Оборвал его стук в дребезжащие двери.
— Бухгалтерша, — уже спокойно, по-хозяйски провернул в замке ключом председателя «Юникса».
— Миша, вот ровно пятьсот, — просунула в щель приоткрытых дверей целлофановый мешок с деньгами Людмила Борисовна, — ничего больше не нужно?
— Нет, ничего. Спасибо за оперативность.
— Че они тебя не по отчеству кличут?
— Молодой еще видно, — позволил он себе улыбнуться и выдвинув ящик стола, бросил туда целлофан с филками.
— Э-э, так не пойдет. Я ведь тебе сказал, кто мякнул Манто, сказал, так что башляй.
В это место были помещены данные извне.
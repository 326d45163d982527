use rust_decimal::Decimal;

use crate::domain::indicators::{require_history, IndicatorResult};
use crate::domain::market::candle::Candle;

pub fn sma(candles: &[Candle], period: usize) -> IndicatorResult<Decimal> {
    require_history(candles, period)?;
    let window = &candles[candles.len() - period..];
    Ok(window.iter().map(|c| c.close).sum::<Decimal>() / Decimal::from(period))
}

pub fn ema(candles: &[Candle], period: usize) -> IndicatorResult<Decimal> {
    require_history(candles, period)?;
    let window = &candles[candles.len() - period..];
    let k = Decimal::TWO / Decimal::from(period + 1);
    let mut value = window[0].close;
    for c in &window[1..] {
        value = c.close * k + value * (Decimal::ONE - k);
    }
    Ok(value)
}

#[cfg(test)]
mod tests {
    use super::*;
    use crate::domain::market::timeframe::Timeframe;
    use rust_decimal_macros::dec;

    fn candle(close: Decimal) -> Candle {
        Candle {
            interval: Timeframe::FifteenMin,
            ts_open: 0,
            open: close,
            high: close,
            low: close,
            close,
            tick_count: 1,
            sealed: true,
        }
    }

    #[test]
    fn sma_averages_the_window() {
        let candles: Vec<Candle> = (1..=5).map(|i| candle(Decimal::from(i))).collect();
        assert_eq!(sma(&candles, 5).unwrap(), dec!(3));
    }

    #[test]
    fn ema_tracks_recent_prices_more_closely_than_sma() {
        let mut candles: Vec<Candle> = vec![candle(dec!(100)); 19];
        candles.push(candle(dec!(200)));
        let ema_value = ema(&candles, 20).unwrap();
        let sma_value = sma(&candles, 20).unwrap();
        assert!(ema_value > sma_value);
    }
}
use crate::domain::analysis::sub_analysis::SubAnalysis;
use crate::domain::errors::EngineError;
use crate::domain::indicators::adx::adx;
use crate::domain::indicators::atr::atr;
use crate::domain::indicators::macd::macd;
use crate::domain::indicators::rsi::rsi;
use crate::domain::market::candle::Candle;
use crate::domain::market::regime::{Direction, MomentumRegime, TrendRegime, VolatilityRegime};

fn insufficient(analyzer: &str, e: EngineError) -> SubAnalysis {
    SubAnalysis::insufficient(analyzer, e.to_string())
}

pub fn trend(candles: &[Candle]) -> SubAnalysis {
    let adx_out = match adx(candles, 14) {
        Ok(v) => v,
        Err(e) => return insufficient("trend_regime", e),
    };
    let direction = if adx_out.plus_di > adx_out.minus_di {
        Direction::Up
    } else if adx_out.minus_di > adx_out.plus_di {
        Direction::Down
    } else {
        Direction::Flat
    };
    SubAnalysis::TrendRegime(TrendRegime::from_adx(adx_out.adx, direction))
}

pub fn volatility(candles: &[Candle], prev_candles: Option<&[Candle]>) -> SubAnalysis {
    let atr_out = match atr(candles, 14) {
        Ok(v) => v,
        Err(e) => return insufficient("volatility_regime", e),
    };
    let atr_pct_prev = prev_candles.and_then(|prev| atr(prev, 14).ok()).map(|o| o.atr_pct);
    SubAnalysis::VolatilityRegime(VolatilityRegime::new(atr_out.atr, atr_out.atr_pct, atr_pct_prev))
}

pub fn momentum(candles: &[Candle]) -> SubAnalysis {
    let rsi_value = match rsi(candles, 14) {
        Ok(v) => v,
        Err(e) => return insufficient("momentum_regime", e),
    };
    let macd_out = match macd(candles, 12, 26, 9) {
        Ok(v) => v,
        Err(e) => return insufficient("momentum_regime", e),
    };

    let mut hist_recent = Vec::with_capacity(2);
    if candles.len() > 1 {
        if let Ok(prev) = macd(&candles[..candles.len() - 1], 12, 26, 9) {
            hist_recent.push(prev.histogram);
        }
    }
    hist_recent.push(macd_out.histogram);

    SubAnalysis::MomentumRegime(MomentumRegime::from_histogram_progression(&hist_recent, rsi_value))
}

/// Convenience bundle running all three regime reads. The scheduler treats
/// each entry independently so one insufficient-data read never suppresses
/// the others.
pub fn analyze_all(candles: &[Candle]) -> Vec<SubAnalysis> {
    let prev = if candles.len() > 1 { Some(&candles[..candles.len() - 1]) } else { None };
    vec![trend(candles), volatility(candles, prev), momentum(candles)]
}
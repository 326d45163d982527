use rust_decimal::Decimal;

use crate::domain::indicators::{require_history, IndicatorResult};
use crate::domain::market::candle::Candle;

/// Wilder-smoothed RSI, period 14 by default.
pub fn rsi(candles: &[Candle], period: usize) -> IndicatorResult<Decimal> {
    require_history(candles, period + 1)?;

    let mut avg_gain = Decimal::ZERO;
    let mut avg_loss = Decimal::ZERO;

    for i in 1..=period {
        let delta = candles[i].close - candles[i - 1].close;
        if delta > Decimal::ZERO {
            avg_gain += delta;
        } else {
            avg_loss += -delta;
        }
    }
    avg_gain /= Decimal::from(period);
    avg_loss /= Decimal::from(period);

    for idx in (period + 1)..candles.len() {
        let delta = candles[idx].close - candles[idx - 1].close;
        let (gain, loss) = if delta > Decimal::ZERO {
            (delta, Decimal::ZERO)
        } else {
            (Decimal::ZERO, -delta)
        };
        avg_gain = (avg_gain * Decimal::from(period - 1) + gain) / Decimal::from(period);
        avg_loss = (avg_loss * Decimal::from(period - 1) + loss) / Decimal::from(period);
    }

    if avg_loss == Decimal::ZERO {
        return Ok(Decimal::ONE_HUNDRED);
    }
    let rs = avg_gain / avg_loss;
    Ok(Decimal::ONE_HUNDRED - (Decimal::ONE_HUNDRED / (Decimal::ONE + rs)))
}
В кармане стоянки за завкомом, на капоте Жигулей тэрсили Эдька с Ветерком.
— Ну что? — швырнул на капот карты братан. — Ништяк, потом расскажу, что у вас? Директорша триста штук отстегнула, это только за мясо, за шоколад — завтра.
— Отлично. Сто пятьдесят отложи для Ковалева, вечерком к нему заглянем, а сейчас давайте до школы проскочим. Игореха что-то натворил и меня вызывают, я ведь не только бандюга, но еще и папаша.
Во втором «А» шел тихий урок рисования. Едва слышно сопели школьники и так же бесшумно водили кисточками по ватману, изображая стоящий на учительском столе пустой горшок. Святой приотворил дверь класса и заметив его, молоденькая симпатичная училка, вышла в коридор.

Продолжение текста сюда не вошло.